Apple, which is worth $1.4 trillion by market capitalization, could experience a parched market reaction on Tuesday, when Wall Street reopens following the Presidents Day holiday, according to analysts.

Will Apple recover from this?

“If Apple shares were traded cheaply, that might not matter much. But when they are trading at a record high, investors will be surely tempted to sell,” said Norihiro Fujito, chief investment strategist at Mitsubishi UFJ Morgan Stanley Securities.

Shares of its Asian suppliers decreased on the news, with Samsung Electronics (005930.KS) shedding 2.4%, Taiwan Semiconductor Manufacturing Co (TSMC) (2330.TW) fell by 1.8% and SK Hynix (000660.KS) losing 3.3%.

Analysts have approximated that the virus may cut demand for smartphones by half considering the first quarter in China, the world’s largest market for electronic devices.

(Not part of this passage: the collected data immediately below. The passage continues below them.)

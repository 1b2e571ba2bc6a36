//! Method summaries.
//!
//! A [`BitGraph`] records how the bits of a method's return value depend on the bits of its
//! parameters. It is obtained by analyzing the body on fully unknown parameters and then
//! reducing the resulting dependency graph:
//!
//! - [`Reduction::Basic`] connects every return bit directly to the parameter bits it
//!   reaches;
//! - [`Reduction::MinCut`] routes the connections through a minimum vertex cut between the
//!   return bits and the parameter bits. Every cut bit becomes an anchor depending on the
//!   parameter bits it reaches, and every return bit depends on the anchors it reaches.
//!   This keeps the information bottlenecks of the body, so leakage through a call is not
//!   overestimated.
//!
//! The graph is self-contained (it holds no handles into the arena it was computed in).
//! [`BitGraph::apply_to_args`] instantiates it at a call site by creating fresh bits over the
//! argument bits.

use std::collections::{BTreeSet, HashMap};
use std::fmt;
use std::str::FromStr;

use log::trace;

use crate::ast::{MethodId, Program};
use crate::bit::{Bit, DependencySet};
use crate::context::Context;
use crate::error::{Error, Result};
use crate::lattice::B;
use crate::mincut::{min_vertex_cut, INFTY};
use crate::value::Value;

#[derive(Debug, Copy, Clone, Default, Eq, PartialEq)]
pub enum Reduction {
    Basic,
    #[default]
    MinCut,
}

impl FromStr for Reduction {
    type Err = String;

    fn from_str(s: &str) -> std::result::Result<Self, Self::Err> {
        match s {
            "basic" => Ok(Reduction::Basic),
            "mincut" => Ok(Reduction::MinCut),
            _ => Err("expected basic or mincut".to_string()),
        }
    }
}

impl fmt::Display for Reduction {
    fn fmt(&self, f: &mut fmt::Formatter<'_>) -> fmt::Result {
        match self {
            Reduction::Basic => write!(f, "basic"),
            Reduction::MinCut => write!(f, "mincut"),
        }
    }
}

/// Position of a parameter bit: parameter index (0-based) and bit index (1-based).
#[derive(Debug, Copy, Clone, Eq, PartialEq, Ord, PartialOrd, Hash)]
pub struct ParamBit {
    pub param: usize,
    pub bit: usize,
}

impl fmt::Display for ParamBit {
    fn fmt(&self, f: &mut fmt::Formatter<'_>) -> fmt::Result {
        write!(f, "p{}[{}]", self.param, self.bit)
    }
}

/// A node of a summary. Dependencies are indices of earlier nodes.
#[derive(Debug, Clone, Eq, PartialEq)]
pub enum SummaryNode {
    Param(ParamBit),
    Anchor(Vec<usize>),
    Return { tag: B, deps: Vec<usize> },
}

/// Canonical description of a return bit dependency, independent of node numbering.
#[derive(Debug, Clone, Eq, PartialEq, Ord, PartialOrd)]
enum Dep {
    Param(ParamBit),
    Anchor(BTreeSet<ParamBit>),
}

#[derive(Debug, Clone)]
pub struct BitGraph {
    method: MethodId,
    name: String,
    params: usize,
    nodes: Vec<SummaryNode>,
    returns: Vec<usize>,
    signature: Vec<(B, BTreeSet<Dep>)>,
}

/// Accumulates summary nodes, creating parameter nodes on first use.
struct Builder {
    nodes: Vec<SummaryNode>,
    params: HashMap<ParamBit, usize>,
}

impl Builder {
    fn new() -> Self {
        Self {
            nodes: Vec::new(),
            params: HashMap::new(),
        }
    }

    fn param(&mut self, param: ParamBit) -> usize {
        *self.params.entry(param).or_insert_with(|| {
            self.nodes.push(SummaryNode::Param(param));
            self.nodes.len() - 1
        })
    }

    fn push(&mut self, node: SummaryNode) -> usize {
        self.nodes.push(node);
        self.nodes.len() - 1
    }
}

impl BitGraph {
    /// A summary without any connections: `width` unknown return bits without dependencies.
    pub fn empty(program: &Program, method: MethodId, width: usize) -> Self {
        let nodes = (0..width.max(2))
            .map(|_| SummaryNode::Return {
                tag: B::U,
                deps: Vec::new(),
            })
            .collect();
        Self::new(program, method, nodes, (0..width.max(2)).collect())
    }

    fn new(program: &Program, method: MethodId, nodes: Vec<SummaryNode>, returns: Vec<usize>) -> Self {
        let declaration = program.method(method);
        let mut graph = Self {
            method,
            name: declaration.name.clone(),
            params: declaration.params.len(),
            nodes,
            returns,
            signature: Vec::new(),
        };
        graph.signature = graph.compute_signature();
        graph
    }

    /// Builds the summary of `method` from the value `ret` it returned when analyzed on the
    /// abstract parameter values `params`.
    pub fn reduce(
        ctx: &Context,
        program: &Program,
        method: MethodId,
        params: &[Value],
        ret: &Value,
        reduction: Reduction,
    ) -> Self {
        let arena = ctx.arena();
        let mut param_of: HashMap<Bit, ParamBit> = HashMap::new();
        for (p, value) in params.iter().enumerate() {
            for (i, &bit) in value.bits().iter().enumerate() {
                param_of.entry(bit).or_insert(ParamBit { param: p, bit: i + 1 });
            }
        }
        let is_param = |b: Bit| param_of.contains_key(&b);
        let deps = |b: Bit| -> Vec<Bit> { arena.get(b).dependencies().filter(|&d| !arena.is_constant(d)).collect() };
        // Parameter bits reachable from `root` without passing a bit in `stop`.
        let reached_params = |root: Bit, stop: &BTreeSet<Bit>| -> BTreeSet<ParamBit> {
            arena
                .reachable([root], |b| is_param(b) || (b != root && stop.contains(&b)))
                .iter()
                .filter_map(|b| param_of.get(&b).copied())
                .collect()
        };

        let mut builder = Builder::new();
        let mut cut_nodes: HashMap<Bit, usize> = HashMap::new();

        if reduction == Reduction::MinCut {
            let mut sources: Vec<Bit> = ret
                .bits()
                .iter()
                .copied()
                .filter(|&b| !arena.is_constant(b) && !is_param(b))
                .collect();
            sources.sort_unstable();
            sources.dedup();
            let none = BTreeSet::new();
            let mut sinks: Vec<Bit> = Vec::new();
            for &s in &sources {
                for p in reached_params(s, &none) {
                    sinks.push(params[p.param].bit(p.bit));
                }
            }
            sinks.sort_unstable();
            sinks.dedup();

            if !sources.is_empty() && !sinks.is_empty() {
                let source_set: BTreeSet<Bit> = sources.iter().copied().collect();
                let weight = |b: Bit| if source_set.contains(&b) { INFTY } else { 1 };
                let result = min_vertex_cut(&sources, &sinks, deps, weight);
                trace!("{}: cut of {} bits", program.method(method).name, result.cut.len());
                for &c in &result.cut {
                    let node = match param_of.get(&c) {
                        Some(&p) => builder.param(p),
                        None => {
                            let anchor_deps = reached_params(c, &none).into_iter().map(|p| builder.param(p)).collect();
                            builder.push(SummaryNode::Anchor(anchor_deps))
                        }
                    };
                    cut_nodes.insert(c, node);
                }
            }
        }

        let cut: BTreeSet<Bit> = cut_nodes.keys().copied().collect();
        let mut returns = Vec::with_capacity(ret.width());
        for &r in ret.bits() {
            let tag = arena.value(r);
            let node = if let Some(value) = tag.as_bool() {
                SummaryNode::Return {
                    tag: B::from_bool(value),
                    deps: Vec::new(),
                }
            } else {
                let mut node_deps = BTreeSet::new();
                for b in arena.reachable([r], |b| is_param(b) || cut.contains(&b)).iter() {
                    if let Some(&n) = cut_nodes.get(&b) {
                        node_deps.insert(n);
                    } else if let Some(&p) = param_of.get(&b) {
                        node_deps.insert(builder.param(p));
                    }
                }
                SummaryNode::Return {
                    tag: B::U,
                    deps: node_deps.into_iter().collect(),
                }
            };
            returns.push(builder.push(node));
        }

        Self::new(program, method, builder.nodes, returns)
    }

    fn compute_signature(&self) -> Vec<(B, BTreeSet<Dep>)> {
        self.returns
            .iter()
            .map(|&r| match &self.nodes[r] {
                SummaryNode::Return { tag, deps } => (*tag, deps.iter().map(|&d| self.describe(d)).collect()),
                _ => (B::U, BTreeSet::new()),
            })
            .collect()
    }

    fn describe(&self, node: usize) -> Dep {
        match &self.nodes[node] {
            SummaryNode::Param(p) => Dep::Param(*p),
            SummaryNode::Anchor(deps) => Dep::Anchor(
                deps.iter()
                    .filter_map(|&d| match &self.nodes[d] {
                        SummaryNode::Param(p) => Some(*p),
                        _ => None,
                    })
                    .collect(),
            ),
            SummaryNode::Return { .. } => Dep::Anchor(BTreeSet::new()),
        }
    }

    pub fn method(&self) -> MethodId {
        self.method
    }

    pub fn name(&self) -> &str {
        &self.name
    }

    pub fn nodes(&self) -> &[SummaryNode] {
        &self.nodes
    }

    /// Node indices of the return bits, least significant first.
    pub fn returns(&self) -> &[usize] {
        &self.returns
    }

    pub fn width(&self) -> usize {
        self.returns.len()
    }

    /// Parameter bits the 1-based return bit `index` depends on.
    pub fn dependencies(&self, index: usize) -> BTreeSet<ParamBit> {
        let Some((_, deps)) = self.signature.get(index - 1) else {
            return BTreeSet::new();
        };
        deps.iter()
            .flat_map(|d| match d {
                Dep::Param(p) => vec![*p],
                Dep::Anchor(ps) => ps.iter().copied().collect(),
            })
            .collect()
    }

    /// Number of dependency edges.
    pub fn edge_count(&self) -> usize {
        self.nodes
            .iter()
            .map(|n| match n {
                SummaryNode::Param(_) => 0,
                SummaryNode::Anchor(deps) | SummaryNode::Return { deps, .. } => deps.len(),
            })
            .sum()
    }

    /// Instantiates the summary over the argument bits of a call.
    ///
    /// Parameter bits are substituted by the corresponding argument bits; every other node
    /// becomes a fresh bit depending on the non-constant substitutes of its dependencies.
    pub fn apply_to_args(&self, ctx: &mut Context, args: &[Value]) -> Result<Value> {
        if args.len() != self.params {
            return Err(Error::WrongArgumentNumber {
                operator: "call",
                expected: self.params.to_string(),
                actual: args.len(),
            });
        }
        let mut mapped: Vec<Bit> = Vec::with_capacity(self.nodes.len());
        for node in &self.nodes {
            let bit = match node {
                SummaryNode::Param(p) => args[p.param].bit(p.bit),
                SummaryNode::Anchor(deps) => {
                    let data = self.substitute(ctx, deps, &mapped);
                    ctx.create_bit(B::U, data)?
                }
                SummaryNode::Return { tag, deps } => match tag.as_bool() {
                    Some(value) => ctx.constant(value),
                    None => {
                        let data = self.substitute(ctx, deps, &mapped);
                        ctx.create_bit(B::U, data)?
                    }
                },
            };
            mapped.push(bit);
        }
        Ok(Value::new(self.returns.iter().map(|&r| mapped[r]).collect()))
    }

    fn substitute(&self, ctx: &Context, deps: &[usize], mapped: &[Bit]) -> DependencySet {
        deps.iter()
            .map(|&d| mapped[d])
            .filter(|&b| !ctx.arena().is_constant(b))
            .collect()
    }
}

impl PartialEq for BitGraph {
    fn eq(&self, other: &Self) -> bool {
        self.method == other.method && self.signature == other.signature
    }
}

impl Eq for BitGraph {}

impl fmt::Display for BitGraph {
    fn fmt(&self, f: &mut fmt::Formatter<'_>) -> fmt::Result {
        write!(f, "{}(", self.name)?;
        for i in 1..=self.width() {
            if i > 1 {
                write!(f, ", ")?;
            }
            let deps: Vec<String> = self.dependencies(i).iter().map(ToString::to_string).collect();
            write!(f, "r[{}] <- {{{}}}", i, deps.join(", "))?;
        }
        write!(f, ")")
    }
}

Apple stated it is going to reopen China stores “as steadily and safely as we can,” while overall supplies of iPhones are going to be limited as manufacturers work toward operating plants at 100% capacity. It is planning to offer more information in April when it rolls out first-quarter results.

Wedbush said it continued to be optimistic that Apple is going to recover from the coronavirus setback.

“While trying to gauge the impact of the iPhone miss and potential bounce back in the June quarter will be front and center for the Street, we remain bullish on Apple for the longer term,” Ives said.